Ciao, Zipp. In realtà la preposizione che può essere omessa in questa costruzione è A: "la fiaschetta, _a_ cui ha tolto il tappo".


----------



## benedetto33

zipp404 said:


> A un certo punto, *Cagliostro ha estratto da una tasca interna una fiaschetta*, cui *ha tolto il tappo*.


Ciao. Per me ci potrebbe stare anche "da cui ha tolto il tappo". Però forse suona meglio "a cui". Ancor meglio, "cui ha tolto il tappo", senza specificare se lo estrae dalla bottiglia o lo porta via alla bottiglia. Ciao


----------



## zipp404

1. Mi sono appena reso conto di un leggero errore di composizione nell'ordine di parole nel mio post.

Invece di aver scritto

.... per cui suppongo che il pronome relativo «cui» nella frase sottostante «Cagliostro ha estratto da una tasca interna *una fiaschetta, *cui *ha tolto il tappo*.» stia per «da cui».

avrei dovuto scrivere:

.... per cui suppongo che nella frase sottostante  —«Cagliostro ha estratto da una tasca interna *una fiaschetta, *cui *ha tolto il tappo*»—  il pronome relativo «cui» stia per «da cui».

Forse  quest'ultimo ordine di parole e punteggiatura renda la frase più chiara ?

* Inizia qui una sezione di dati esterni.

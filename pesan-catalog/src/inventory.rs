use std::collections::HashMap;
use std::sync::{Mutex, PoisonError, RwLock};

use crate::health::HealthPolicy;

/// Stock and product-health queries used while placing an order
pub trait InventoryService: Send + Sync {
    /// True iff at least `quantity` units are available
    fn check_stock(&self, product_id: &str, quantity: i64) -> bool;

    /// Remove `quantity` units. Never refuses; stock may go negative.
    fn update_stock(&self, product_id: &str, quantity: i64);

    fn check_product_health(&self, product_id: &str) -> bool;
}

/// One stock counter standing in for the whole catalog
pub struct InventoryAccount {
    stock: Mutex<i64>,
    health: HealthPolicy,
}

impl InventoryAccount {
    pub fn new(initial_stock: i64) -> Self {
        Self {
            stock: Mutex::new(initial_stock),
            health: HealthPolicy::default(),
        }
    }

    pub fn with_health_policy(mut self, health: HealthPolicy) -> Self {
        self.health = health;
        self
    }

    /// Current stock level
    pub fn stock(&self) -> i64 {
        *self.stock.lock().unwrap_or_else(PoisonError::into_inner)
    }
}

impl InventoryService for InventoryAccount {
    fn check_stock(&self, product_id: &str, quantity: i64) -> bool {
        tracing::info!(product_id, quantity, "Checking stock for product {}", product_id);
        self.stock() >= quantity
    }

    fn update_stock(&self, product_id: &str, quantity: i64) {
        tracing::info!(
            product_id,
            quantity,
            "Updating stock for product {} by {}",
            product_id,
            quantity
        );
        let mut stock = self.stock.lock().unwrap_or_else(PoisonError::into_inner);
        *stock = stock.saturating_sub(quantity);
    }

    fn check_product_health(&self, product_id: &str) -> bool {
        tracing::info!(product_id, "Checking health for product {}", product_id);
        self.health.is_healthy(product_id)
    }
}

/// Stock counters keyed by product id, each behind its own lock
#[derive(Default)]
pub struct StockLedger {
    levels: RwLock<HashMap<String, Mutex<i64>>>,
    health: HealthPolicy,
}

impl StockLedger {
    pub fn new() -> Self {
        Self::default()
    }

    pub fn with_health_policy(mut self, health: HealthPolicy) -> Self {
        self.health = health;
        self
    }

    /// Register a product (or reset its level)
    pub fn register(&self, product_id: impl Into<String>, quantity: i64) {
        self.levels
            .write()
            .unwrap_or_else(PoisonError::into_inner)
            .insert(product_id.into(), Mutex::new(quantity));
    }

    pub fn level(&self, product_id: &str) -> Option<i64> {
        let levels = self.levels.read().unwrap_or_else(PoisonError::into_inner);
        levels
            .get(product_id)
            .map(|level| *level.lock().unwrap_or_else(PoisonError::into_inner))
    }

    /// Apply a signed delta to a registered product, returning the new level
    pub fn adjust(&self, product_id: &str, delta: i64) -> Result<i64, InventoryError> {
        self.update_level(product_id, |level| level.saturating_add(delta))
    }

    fn update_level(
        &self,
        product_id: &str,
        f: impl FnOnce(i64) -> i64,
    ) -> Result<i64, InventoryError> {
        let levels = self.levels.read().unwrap_or_else(PoisonError::into_inner);
        let mut level = levels
            .get(product_id)
            .ok_or_else(|| InventoryError::NotFound(product_id.to_string()))?
            .lock()
            .unwrap_or_else(PoisonError::into_inner);

        *level = f(*level);
        Ok(*level)
    }
}

impl InventoryService for StockLedger {
    fn check_stock(&self, product_id: &str, quantity: i64) -> bool {
        tracing::info!(product_id, quantity, "Checking stock for product {}", product_id);
        // Unregistered products have nothing on hand
        self.level(product_id).is_some_and(|level| level >= quantity)
    }

    fn update_stock(&self, product_id: &str, quantity: i64) {
        tracing::info!(
            product_id,
            quantity,
            "Updating stock for product {} by {}",
            product_id,
            quantity
        );
        if let Err(err) = self.update_level(product_id, |level| level.saturating_sub(quantity)) {
            tracing::warn!(product_id, error = %err, "Stock update skipped");
        }
    }

    fn check_product_health(&self, product_id: &str) -> bool {
        tracing::info!(product_id, "Checking health for product {}", product_id);
        self.health.is_healthy(product_id)
    }
}

#[derive(Debug, PartialEq, Eq, thiserror::Error)]
pub enum InventoryError {
    #[error("Inventory not found: {0}")]
    NotFound(String),
}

2.  Per quel che riguarda il pronome relativo «cui», un mio amico del forum mi ha scritto e mi ha spiegato la differenza tra «cui» e «da cui».

(a)
«cui» è un pronome per tanti usi: invariabile nella forma, può riferirsi ad un sostantivo singolare o plurale, maschile o femminile. È il trapianto in italiano del latino «cui», che vuol dire «al quale», forma dativa del pronome relativo «qui» (maschile), «quae» (femminile), «quod» (neutro): nella sintassi si chiama complemento di termine.  E anche in italiano  «cui» vuol dire «al quale» oppure «alla quale».

(b)
Esiste però anche «cui»  preceduto da preposizione: a cui, da cui, di cui, in cui, con cui, per cui, su cui, tra cui ...

Esempi:

L'amico di cui ti avevo parlato ieri sera è appena arrivato da Roma.
La ragazza da cui ho avuto il regalo è mia sorella.
Il ragazzo con cui sono andato al cinema si chiama Pierre.
Il diario su cui si dice che Maria-Antonietta abbia scritto tutte queste notizie non esiste.
La libertà è un ideale per cui tutti dobbiamo luttare.


----------



## Armodio

Certo, Zipp. È la cosiddetta forma obliqua del pronome relativo. Ricorda che il _cui/a cui, _come complemento di termine, è interscambiabile con _al quale/alla quale/ai quali/alle quali. _E funziona sempre come complemento indiretto, quindi_ per cui/con cui/da cui/di cui...=per il quale/con il quale/dal quale/del quale..._

Tornando a fiaschi e tappi, il _cui _va benissimo e sappiamo che indica, tradizionalmente inteso, il complemento di termine. 
Andrebbe bene anche _da cui._
Però i complementi sono artifici scolastici, talvolta una scappatoia che scade in catalogazioni un po' nebbiose.
In *a cui ha tolto* io ci sento un complemento di privazione: priviamo il fiasco di una sua parte.
In _*da cui ha tolto* _un complemento di separazione/allontanamento: separiamo quella parte dal suo complesso originario.


----------



## Mary49

Armodio said:


> In *a cui ha tolto* io ci sento un complemento di privazione: priviamo il fiasco di una sua parte.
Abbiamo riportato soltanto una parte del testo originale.